REQUIREMENT:
Below are records; copy every line among them that contains the word "self".

Excerpts from a dataset:

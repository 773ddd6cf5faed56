//! Standard exit codes for the manager-sign binary
//!
//! Scripts wrapping `manager-sign check` rely on these staying stable.

/// Successful execution, fingerprint matched a known profile
pub const EXIT_SUCCESS: i32 = 0;

/// Generic error (avoid using - be more specific)
pub const EXIT_ERROR: i32 = 1;

/// Fingerprint is well formed but belongs to no known signer
pub const EXIT_NO_MATCH: i32 = 2;

/// Panic or unrecoverable error
pub const EXIT_PANIC: i32 = 101;

/// Malformed digest or size value
pub const EXIT_INVALID_INPUT: i32 = 102;

/// Invalid command-line arguments
pub const EXIT_INVALID_ARGS: i32 = 105;

/// I/O error (file not found, permission denied, disk error)
pub const EXIT_IO_ERROR: i32 = 106;

/// Configuration error (bad dynamic sign config)
pub const EXIT_CONFIG_ERROR: i32 = 109;
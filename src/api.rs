//! High-level API for manager-sign operations

use crate::exceptions::Result;
use crate::exit_codes::{EXIT_NO_MATCH, EXIT_SUCCESS};
use crate::sign::{DynamicSignConfig, Fingerprint, KeyRegistry, SignerProfile};
use log::info;
use serde::Serialize;
use std::path::Path;

/// One row of the profile listing
#[derive(Debug, Clone, Serialize)]
pub struct ListEntry {
    pub profile: SignerProfile,
    pub name: String,
    pub size: u32,
    pub sha256: String,
    pub active: bool,
}

/// Outcome of checking a fingerprint against the registry
#[derive(Debug, Clone, Serialize)]
pub struct CheckResult {
    pub size: u32,
    pub sha256: String,
    pub matched: bool,
    pub profile: Option<SignerProfile>,
}

impl CheckResult {
    /// Process exit code for this outcome
    pub fn exit_code(&self) -> i32 {
        if self.matched {
            EXIT_SUCCESS
        } else {
            EXIT_NO_MATCH
        }
    }
}

/// Build the registry from an optional config file, falling back to the
/// environment when no file is given.
pub fn load_registry(dynamic_config: Option<&Path>) -> Result<KeyRegistry> {
    load_registry_with(dynamic_config, |key| std::env::var(key).ok())
}

/// `load_registry` with an explicit variable lookup. The file, when given,
/// wins and the environment is not consulted.
pub fn load_registry_with<F>(dynamic_config: Option<&Path>, lookup: F) -> Result<KeyRegistry>
where
    F: Fn(&str) -> Option<String>,
{
    let config = match dynamic_config {
        Some(path) => Some(DynamicSignConfig::load(path)?),
        None => DynamicSignConfig::from_env_with(lookup)?,
    };

    match config {
        Some(config) => KeyRegistry::builtin().with_dynamic(&config),
        None => Ok(KeyRegistry::builtin()),
    }
}

/// Registry rows, optionally narrowed to a single profile
pub fn list_profiles(registry: &KeyRegistry, only: Option<SignerProfile>) -> Vec<ListEntry> {
    registry
        .entries()
        .into_iter()
        .filter(|entry| only.is_none_or(|profile| profile == entry.profile))
        .map(|entry| ListEntry {
            profile: entry.profile,
            name: entry.profile.name().to_string(),
            size: entry.size,
            sha256: entry.sha256,
            active: entry.active,
        })
        .collect()
}

pub fn check_fingerprint(registry: &KeyRegistry, fingerprint: &Fingerprint) -> CheckResult {
    let profile = registry.identify(fingerprint);
    CheckResult {
        size: fingerprint.size,
        sha256: fingerprint.sha256.clone(),
        matched: profile.is_some(),
        profile,
    }
}

/// Fingerprint a signer blob on disk and check it
pub fn fingerprint_file(registry: &KeyRegistry, blob_path: &Path) -> Result<CheckResult> {
    let fingerprint = Fingerprint::of_file(blob_path)?;
    let result = check_fingerprint(registry, &fingerprint);
    info!(
        "{blob_path:?}: {fingerprint} -> {}",
        result
            .profile
            .map(|p| p.name())
            .unwrap_or("no matching signer")
    );
    Ok(result)
}

#[cfg(test)]
mod tests {
    use super::*;
    use crate::sign::constants::{EXPECTED_HASH_SHIRKNEKO, EXPECTED_SIZE_SHIRKNEKO};
    use crate::sign::dynamic::{DYNAMIC_HASH_ENV, DYNAMIC_SIZE_ENV};
    use crate::{ManagerSignError, RESUKISU_KEY};
    use std::collections::HashMap;
    use std::fs;
    use tempfile::TempDir;

    const FILE_HASH: &str = "ba7816bf8f01cfea414140de5dae2223b00361a396177a9cb410ff61f20015ad";
    const ENV_HASH: &str = "e3b0c44298fc1c149afbf4c8996fb92427ae41e4649b934ca495991b7852b855";

    fn env_lookup(vars: &[(&str, &str)]) -> impl use<> + Fn(&str) -> Option<String> {
        let map: HashMap<String, String> = vars
            .iter()
            .map(|(k, v)| (k.to_string(), v.to_string()))
            .collect();
        move |key| map.get(key).cloned()
    }

    fn write_config(temp_dir: &TempDir, size: u32, hash: &str) -> std::path::PathBuf {
        let path = temp_dir.path().join("dynamic.json");
        fs::write(
            &path,
            serde_json::to_string(&DynamicSignConfig::new(size, hash)).unwrap(),
        )
        .unwrap();
        path
    }

    #[test]
    fn test_list_profiles_builtin() {
        let entries = list_profiles(&KeyRegistry::builtin(), None);
        let names: Vec<_> = entries.iter().map(|e| e.name.as_str()).collect();
        assert_eq!(
            names,
            vec!["ShirkNeko/SukiSU", "ReSukiSU/ReSukiSU", "Dynamic Sign"]
        );
        assert_eq!(entries[0].size, 0x35c);
        assert!(!entries[2].active);
    }

    #[test]
    fn test_list_profiles_single() {
        let entries = list_profiles(&KeyRegistry::builtin(), Some(SignerProfile::ReSukiSU));
        assert_eq!(entries.len(), 1);
        assert_eq!(entries[0].profile, SignerProfile::ReSukiSU);
        assert_eq!(entries[0].sha256, RESUKISU_KEY.sha256);
    }

    #[test]
    fn test_check_result_exit_codes() {
        let registry = KeyRegistry::builtin();

        let known = Fingerprint::new(EXPECTED_SIZE_SHIRKNEKO, EXPECTED_HASH_SHIRKNEKO).unwrap();
        assert_eq!(check_fingerprint(&registry, &known).exit_code(), EXIT_SUCCESS);

        let unknown = Fingerprint::of_bytes(b"someone else").unwrap();
        assert_eq!(check_fingerprint(&registry, &unknown).exit_code(), EXIT_NO_MATCH);
        assert_eq!(EXIT_NO_MATCH, 2);
    }

    #[test]
    fn test_config_file_wins_over_env() {
        let temp_dir = TempDir::new().unwrap();
        let path = write_config(&temp_dir, 0x2f0, FILE_HASH);

        let registry = load_registry_with(
            Some(&path),
            env_lookup(&[(DYNAMIC_SIZE_ENV, "0x111"), (DYNAMIC_HASH_ENV, ENV_HASH)]),
        )
        .unwrap();
        let dynamic = &list_profiles(&registry, Some(SignerProfile::Other))[0];
        assert_eq!(dynamic.size, 0x2f0);
        assert_eq!(dynamic.sha256, FILE_HASH);

        // A half-set environment is not even looked at when a file is given
        let registry =
            load_registry_with(Some(&path), env_lookup(&[(DYNAMIC_SIZE_ENV, "0x111")])).unwrap();
        assert!(registry.is_dynamic_enabled());
    }

    #[test]
    fn test_env_only_enables_dynamic_profile() {
        let registry = load_registry_with(
            None,
            env_lookup(&[(DYNAMIC_SIZE_ENV, "0x111"), (DYNAMIC_HASH_ENV, ENV_HASH)]),
        )
        .unwrap();
        let observed = Fingerprint::new(0x111, ENV_HASH).unwrap();
        assert_eq!(
            check_fingerprint(&registry, &observed).profile,
            Some(SignerProfile::Other)
        );
    }

    #[test]
    fn test_no_file_no_env_is_builtin() {
        let registry = load_registry_with(None, env_lookup(&[])).unwrap();
        assert!(!registry.is_dynamic_enabled());
    }

    #[test]
    fn test_half_set_env_is_error() {
        let err = load_registry_with(None, env_lookup(&[(DYNAMIC_HASH_ENV, ENV_HASH)]))
            .unwrap_err();
        assert!(matches!(err, ManagerSignError::DynamicConfig(_)));
        assert_eq!(err.exit_code(), crate::exit_codes::EXIT_CONFIG_ERROR);
    }

    #[test]
    fn test_check_fingerprint() {
        let registry = KeyRegistry::builtin();
        let fp = Fingerprint::new(EXPECTED_SIZE_SHIRKNEKO, EXPECTED_HASH_SHIRKNEKO).unwrap();
        let result = check_fingerprint(&registry, &fp);
        assert!(result.matched);
        assert_eq!(result.profile, Some(SignerProfile::ShirkNeko));

        let json = serde_json::to_value(&result).unwrap();
        assert_eq!(json["profile"], "shirkneko");
        assert_eq!(json["size"], 860);
    }

    #[test]
    fn test_fingerprint_file_unknown_blob() {
        let temp_dir = TempDir::new().unwrap();
        let blob = temp_dir.path().join("cert.der");
        fs::write(&blob, b"not a known signer").unwrap();

        let result = fingerprint_file(&KeyRegistry::builtin(), &blob).unwrap();
        assert!(!result.matched);
        assert_eq!(result.size, 18);
        assert!(result.profile.is_none());
    }

    #[test]
    fn test_fingerprint_file_dynamic_blob() {
        let temp_dir = TempDir::new().unwrap();
        let blob_path = temp_dir.path().join("cert.der");
        let blob = b"self-signed manager certificate";
        fs::write(&blob_path, blob).unwrap();

        let observed = Fingerprint::of_bytes(blob).unwrap();
        let config_path = write_config(&temp_dir, observed.size, &observed.sha256);

        let registry = load_registry_with(Some(&config_path), env_lookup(&[])).unwrap();
        let result = fingerprint_file(&registry, &blob_path).unwrap();
        assert_eq!(result.profile, Some(SignerProfile::Other));
    }

    #[test]
    fn test_load_registry_rejects_placeholder_config() {
        let temp_dir = TempDir::new().unwrap();
        let config_path = write_config(&temp_dir, 768, &"0".repeat(64));

        assert!(load_registry_with(Some(&config_path), env_lookup(&[])).is_err());
    }
}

OUTPUT FOR THIS TASK:
    pub fn exit_code(&self) -> i32 {
        if self.matched {
        let blob = b"self-signed manager certificate";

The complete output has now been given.